Va bene, lo ammetto, la questione è grande e vecchia quanto il mondo, come testimonia questo passo tratto dal Tao Te Ching, l’antico testo di saggezza cinese: “A corte ci sono troppe sale e scalinate, ma nei campi ci sono troppe erbacce, i granai sono troppo vuoti, ma i nobili indossano abiti eleganti e sete multicolori, portano alla cintura spade affilate, sono sazi di bevande e di cibi e possiedono ricchezza e denaro in misura traboccante. Questa è arroganza di ladri: non è il Dao davvero”. E per evitare che qualcuno pensi che si tratta di un colpo di fortuna, della classica noce che da sola nel sacco non fa rumore, aggiungo che secondo un sondaggio realizzato dalla BBC in occasione delle elezioni del maggio 2005 in Gran Bretagna, il 60 per cento degli elettori considerava il look il requisito principale dei candidati. E che tutto questo, inteso come modello sociale che considera la ricchezza come il fondamentale se non unico simbolo di riuscita sta raggiungendo nel nostro Paese livelli particolarmente insopportabili.

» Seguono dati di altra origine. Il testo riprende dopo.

//! End-to-end request scenarios against the dispatcher.

use std::sync::atomic::{AtomicBool, Ordering};
use std::sync::{Arc, Mutex};
use std::time::Duration;

use futures::StreamExt;
use pagewire::app::AppManager;
use pagewire::error::{DispatchError, RequestError};
use pagewire::menu::{NavigationEntry, NavigationMenu};
use pagewire::protocol::{Action, ActionPayload, Operation};
use pagewire::request::OperationsContext;
use pagewire::widget::{Widget, WidgetHandle};

mod common;

use common::{
    ScriptedApp, SharedApp, dispatcher_for, hello_app, nav_request, ops_request, ops_request_with,
};

const TIMEOUT: Duration = Duration::from_secs(5);

fn text(body: &str) -> Operation {
    Operation::Text {
        container: "root".to_string(),
        body: body.to_string(),
        help: None,
    }
}

/// Sets its flag when dropped, e.g. when the task owning it is aborted.
struct SetOnDrop(Arc<AtomicBool>);

impl Drop for SetOnDrop {
    fn drop(&mut self) {
        self.0.store(true, Ordering::SeqCst);
    }
}

fn sidebar_menu() -> NavigationMenu {
    NavigationMenu::sidebar(vec![
        NavigationEntry::new("home", "Home").unwrap().as_default(),
        NavigationEntry::new("about", "About").unwrap(),
    ])
    .unwrap()
}

// ============================================================================
// Operations
// ============================================================================

#[tokio::test]
async fn test_render_title_and_text() {
    let dispatcher = dispatcher_for(hello_app());

    let ops = dispatcher.run_operations(ops_request("s1", 1)).await.unwrap();

    assert_eq!(
        ops,
        vec![
            Operation::Title {
                container: "root".to_string(),
                body: "Hello".to_string(),
                anchor: None,
                help: None,
            },
            text("World"),
            Operation::end(false, false),
        ]
    );
    let session = dispatcher.registry().get("s1").unwrap();
    assert_eq!(session.current_seq(), 1);
    assert!(session.current_operations().is_none());
}

#[tokio::test]
async fn test_supersession_cancels_previous_request() {
    // seq 1 renders one line and then hangs until cancelled.
    let dispatcher = dispatcher_for(ScriptedApp::new(|ctx| async move {
        if ctx.seq() == 1 {
            ctx.root().text("first")?;
            std::future::pending::<()>().await;
        }
        ctx.root().text("second")?;
        Ok(())
    }));

    let mut first = dispatcher.submit_operations(ops_request("s1", 1)).await.unwrap();
    assert_eq!(first.next().await, Some(text("first")));

    let second = tokio::time::timeout(TIMEOUT, dispatcher.run_operations(ops_request("s1", 2)))
        .await
        .unwrap()
        .unwrap();
    assert_eq!(second, vec![text("second"), Operation::end(false, false)]);

    let rest: Vec<Operation> = tokio::time::timeout(TIMEOUT, first.collect())
        .await
        .unwrap();
    assert_eq!(rest, vec![Operation::end(false, true)]);
}

#[tokio::test]
async fn test_supersession_interrupts_background_tasks() {
    let task_dropped = Arc::new(AtomicBool::new(false));
    let first_ctx: Arc<Mutex<Option<Arc<OperationsContext>>>> = Arc::default();

    let dropped = task_dropped.clone();
    let slot = first_ctx.clone();
    let dispatcher = dispatcher_for(ScriptedApp::new(move |ctx| {
        let dropped = dropped.clone();
        let slot = slot.clone();
        async move {
            if ctx.seq() == 1 {
                *slot.lock().unwrap() = Some(ctx.clone());
                let guard = SetOnDrop(dropped);
                let late = ctx.clone();
                // A long-running task that would write after supersession.
                ctx.execute(async move {
                    let _guard = guard;
                    std::future::pending::<()>().await;
                    late.root().text("late")?;
                    Ok(())
                })?;
                ctx.root().text("first")?;
                return Ok(());
            }
            ctx.root().text("second")?;
            Ok(())
        }
    }));

    let mut first = dispatcher.submit_operations(ops_request("s1", 1)).await.unwrap();
    assert_eq!(first.next().await, Some(text("first")));

    let second = tokio::time::timeout(TIMEOUT, dispatcher.run_operations(ops_request("s1", 2)))
        .await
        .unwrap()
        .unwrap();
    assert_eq!(second, vec![text("second"), Operation::end(false, false)]);

    tokio::time::timeout(TIMEOUT, async {
        while !task_dropped.load(Ordering::SeqCst) {
            tokio::task::yield_now().await;
        }
    })
    .await
    .expect("background task should be interrupted");

    // Writes through the superseded context are refused.
    let old = first_ctx.lock().unwrap().clone().unwrap();
    assert!(matches!(
        old.root().text("late"),
        Err(RequestError::Cancelled)
    ));

    let rest: Vec<Operation> = tokio::time::timeout(TIMEOUT, first.collect())
        .await
        .unwrap();
    assert_eq!(rest, vec![Operation::end(false, true)]);
}

#[tokio::test]
async fn test_operations_accept_equal_seq_and_reject_older() {
    let dispatcher = dispatcher_for(hello_app());

    dispatcher.run_operations(ops_request("s1", 5)).await.unwrap();
    // Same seq is a re-render of the same state.
    dispatcher.run_operations(ops_request("s1", 5)).await.unwrap();

    let err = dispatcher
        .submit_operations(ops_request("s1", 4))
        .await
        .err()
        .unwrap();
    assert!(matches!(err, DispatchError::Stale { seq: 4, current: 5, .. }));
    assert_eq!(dispatcher.registry().get("s1").unwrap().current_seq(), 5);
}

#[tokio::test]
async fn test_render_failure_is_published_and_stream_cancelled() {
    let dispatcher = dispatcher_for(ScriptedApp::new(|ctx| async move {
        ctx.root().text("partial")?;
        Err(RequestError::app("boom"))
    }));
    let mut failures = dispatcher.subscribe_failures();

    let ops = dispatcher.run_operations(ops_request("s1", 1)).await.unwrap();
    assert_eq!(ops.last(), Some(&Operation::end(false, true)));
    assert_eq!(ops.iter().filter(|op| op.is_end()).count(), 1);

    let failure = tokio::time::timeout(TIMEOUT, failures.recv())
        .await
        .unwrap()
        .unwrap();
    assert_eq!(failure.session_id, "s1");
    assert_eq!(failure.seq, 1);
    assert!(failure.message.contains("boom"));

    // The session survives a failed request.
    let session = dispatcher.registry().get("s1").unwrap();
    assert!(!session.is_closed());
}

#[tokio::test]
async fn test_failing_background_task_cancels_request() {
    let dispatcher = dispatcher_for(ScriptedApp::new(|ctx| async move {
        ctx.execute(async { Err(RequestError::app("task failed")) })?;
        Ok(())
    }));
    let mut failures = dispatcher.subscribe_failures();

    let ops = dispatcher.run_operations(ops_request("s1", 1)).await.unwrap();
    assert_eq!(ops, vec![Operation::end(false, true)]);

    let failure = failures.recv().await.unwrap();
    assert!(failure.message.contains("task failed"));
}

#[tokio::test]
async fn test_write_stream_completes_before_end() {
    let dispatcher = dispatcher_for(ScriptedApp::new(|ctx| async move {
        let chunks = futures::stream::iter(["a", "b", "c"].map(str::to_string));
        ctx.root().write_stream(chunks)?;
        Ok(())
    }));

    let ops = dispatcher.run_operations(ops_request("s1", 1)).await.unwrap();
    assert_eq!(ops.len(), 4);

    let Operation::WriteStreamChunk {
        container, key, ..
    } = &ops[0]
    else {
        panic!("expected a stream chunk, got {:?}", ops[0]);
    };
    assert_eq!(container.as_deref(), Some("root"));
    assert!(key.starts_with("root(stream_"));
    assert!(matches!(&ops[2], Operation::WriteStreamChunk { is_last: true, container: None, .. }));
    assert_eq!(ops[3], Operation::end(false, false));
}

// ============================================================================
// Widgets & Actions
// ============================================================================

#[tokio::test]
async fn test_changed_flag_visible_during_render_and_reset_after_end() {
    let checkbox: WidgetHandle = Widget::checkbox("Agree").into();
    let seen_changed = Arc::new(AtomicBool::new(false));

    let widget = checkbox.clone();
    let seen = seen_changed.clone();
    let dispatcher = dispatcher_for(ScriptedApp::new(move |ctx| {
        let widget = widget.clone();
        let seen = seen.clone();
        async move {
            ctx.root().widget(&widget)?;
            seen.store(widget.changed(), Ordering::SeqCst);
            Ok(())
        }
    }));

    // First render registers the widget.
    dispatcher.run_operations(ops_request("s1", 1)).await.unwrap();
    assert!(!seen_changed.load(Ordering::SeqCst));

    let click = Action::new(checkbox.key(), ActionPayload::Checkbox { value: true });
    dispatcher
        .run_operations(ops_request_with("s1", 2, vec![click]))
        .await
        .unwrap();

    assert!(seen_changed.load(Ordering::SeqCst));
    assert_eq!(checkbox.value().as_bool(), Some(true));
    // End has been drained, so the change is consumed.
    assert!(!checkbox.changed());
}

#[tokio::test]
async fn test_changed_flag_visible_from_background_task() {
    let checkbox: WidgetHandle = Widget::checkbox("Agree").into();
    let seen_changed = Arc::new(AtomicBool::new(false));

    let widget = checkbox.clone();
    let seen = seen_changed.clone();
    let dispatcher = dispatcher_for(ScriptedApp::new(move |ctx| {
        let widget = widget.clone();
        let seen = seen.clone();
        async move {
            ctx.root().widget(&widget)?;
            let task_widget = widget.clone();
            ctx.execute(async move {
                // Read after render has returned.
                tokio::time::sleep(Duration::from_millis(20)).await;
                seen.store(task_widget.changed(), Ordering::SeqCst);
                Ok(())
            })?;
            Ok(())
        }
    }));

    dispatcher.run_operations(ops_request("s1", 1)).await.unwrap();
    assert!(!seen_changed.load(Ordering::SeqCst));

    let click = Action::new(checkbox.key(), ActionPayload::Checkbox { value: true });
    dispatcher
        .run_operations(ops_request_with("s1", 2, vec![click]))
        .await
        .unwrap();

    assert!(seen_changed.load(Ordering::SeqCst));
    assert!(!checkbox.changed());
}

#[tokio::test]
async fn test_action_for_unknown_widget_is_ignored() {
    let dispatcher = dispatcher_for(hello_app());
    let action = Action::new("widget_missing", ActionPayload::Button);

    let ops = dispatcher
        .run_operations(ops_request_with("s1", 1, vec![action]))
        .await
        .unwrap();
    assert_eq!(ops.last(), Some(&Operation::end(false, false)));
}

// ============================================================================
// Navigation
// ============================================================================

#[tokio::test]
async fn test_navigation_returns_menu() {
    let dispatcher = dispatcher_for(hello_app().with_menu(sidebar_menu()));

    let response = dispatcher.submit_navigation(nav_request("s1", 1)).await.unwrap();
    assert!(!response.cancelled);

    let navigation = response.navigation.unwrap();
    assert_eq!(navigation.items[0].entries.len(), 2);
    assert!(navigation.items[0].entries[0].is_default);
}

#[tokio::test]
async fn test_navigation_without_menu() {
    let dispatcher = dispatcher_for(hello_app());
    let response = dispatcher.submit_navigation(nav_request("s1", 1)).await.unwrap();
    assert!(response.navigation.is_none());
    assert!(!response.cancelled);
}

#[tokio::test]
async fn test_duplicate_navigation_seq_is_stale() {
    let dispatcher = dispatcher_for(hello_app().with_menu(sidebar_menu()));

    dispatcher.submit_navigation(nav_request("s1", 3)).await.unwrap();
    let err = dispatcher
        .submit_navigation(nav_request("s1", 3))
        .await
        .unwrap_err();

    assert!(matches!(err, DispatchError::Stale { seq: 3, current: 3, .. }));
    assert_eq!(dispatcher.registry().get("s1").unwrap().current_seq(), 3);
}

#[tokio::test]
async fn test_navigation_and_operations_share_sequence() {
    let dispatcher = dispatcher_for(hello_app());

    dispatcher.run_operations(ops_request("s1", 2)).await.unwrap();
    // Navigation needs a strictly newer seq than the last operations request.
    assert!(dispatcher.submit_navigation(nav_request("s1", 2)).await.is_err());
    dispatcher.submit_navigation(nav_request("s1", 3)).await.unwrap();
    // Operations may reuse the seq navigation advanced to.
    dispatcher.run_operations(ops_request("s1", 3)).await.unwrap();
}

// ============================================================================
// Eviction
// ============================================================================

#[tokio::test]
async fn test_evicted_session_is_recreated_fresh() {
    let apps: Arc<dyn AppManager> = Arc::new(SharedApp(Arc::new(hello_app())));
    let dispatcher = pagewire::dispatcher::Dispatcher::new(
        pagewire::session::SessionRegistry::new(),
        apps.clone(),
    );

    dispatcher.run_operations(ops_request("s1", 7)).await.unwrap();
    let old = dispatcher.registry().get("s1").unwrap();

    let evicted = dispatcher
        .registry()
        .evict_idle(chrono::Duration::zero(), apps.as_ref())
        .await;
    assert_eq!(evicted, 1);
    assert!(old.is_closed());

    // A low seq is fine again: the new session starts from zero.
    let ops = dispatcher.run_operations(ops_request("s1", 1)).await.unwrap();
    assert_eq!(ops.last(), Some(&Operation::end(false, false)));

    let fresh = dispatcher.registry().get("s1").unwrap();
    assert!(!Arc::ptr_eq(&old, &fresh));
    assert_eq!(fresh.current_seq(), 1);
}

#[tokio::test]
async fn test_shutdown_cancels_in_flight_render() {
    let dispatcher = dispatcher_for(ScriptedApp::new(|_ctx| async move {
        std::future::pending::<()>().await;
        Ok(())
    }));

    let stream = dispatcher.submit_operations(ops_request("s1", 1)).await.unwrap();
    tokio::time::timeout(TIMEOUT, dispatcher.shutdown())
        .await
        .unwrap();

    let ops: Vec<Operation> = stream.collect().await;
    assert_eq!(ops, vec![Operation::end(false, true)]);
    assert!(dispatcher.registry().is_empty());
    assert_eq!(dispatcher.pending_tasks(), 0);
}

In un Paese in cui chi indovina il numero di fagioli o di lenticchie contenuti in un vasetto, sceglie il pacco giusto e riuscire a difenderlo fino alla fine, chi è ricco, in forma, senza una ruga, è considerato “per questo” una persona di successo più di chi di studia o lavora, come direbbe Eduardo, non c’è proporzione.
Sì, in Italia tra lavoro e ricchezza non c’è proporzione. Basta leggere i principali settimanali e tabloid, guardare alcuni dei format televisivi di maggiore ascolto, ricordare che uno scienzato come Renato Dulbecco è noto più perché ha presentato Sanremo con Fabio Fazio che perché ha vinto il premio Nobel ed ha “allevato” nei suoi laboratori altri 4 premi Nobel.
Dite che è il prezzo inevitabile da pagare alla società dello spettacolo? Rispondo niente affatto. E aggiungo che una società meno ingiusta e più inclusiva non può fare a meno di assegnare al lavoro un punteggio elevato non solo dal versante del salario, della professionalità, dell’orario, ma anche da quello della dignità, del prestigio, della considerazione sociale di cui gode chi lavora, indipendentemente dalle mansioni che svolge e dal modello di automobile che può permettersi. Perché il lavoro non è una sorta di condanna senza valore, della quale, se solo si potesse, si farebbe volentieri a meno. Strano ma vero: il lavoro vale in quanto tale, in quanto tale permette di avere consapevolezza di sé e senso di autorealizzazione, è la vera ricchezza di una nazione. Paesi come gli Stati Uniti, il Giappone, la Cina, la Germania, con le loro mille contraddizioni, lo hanno o lo stanno imparando. E noi?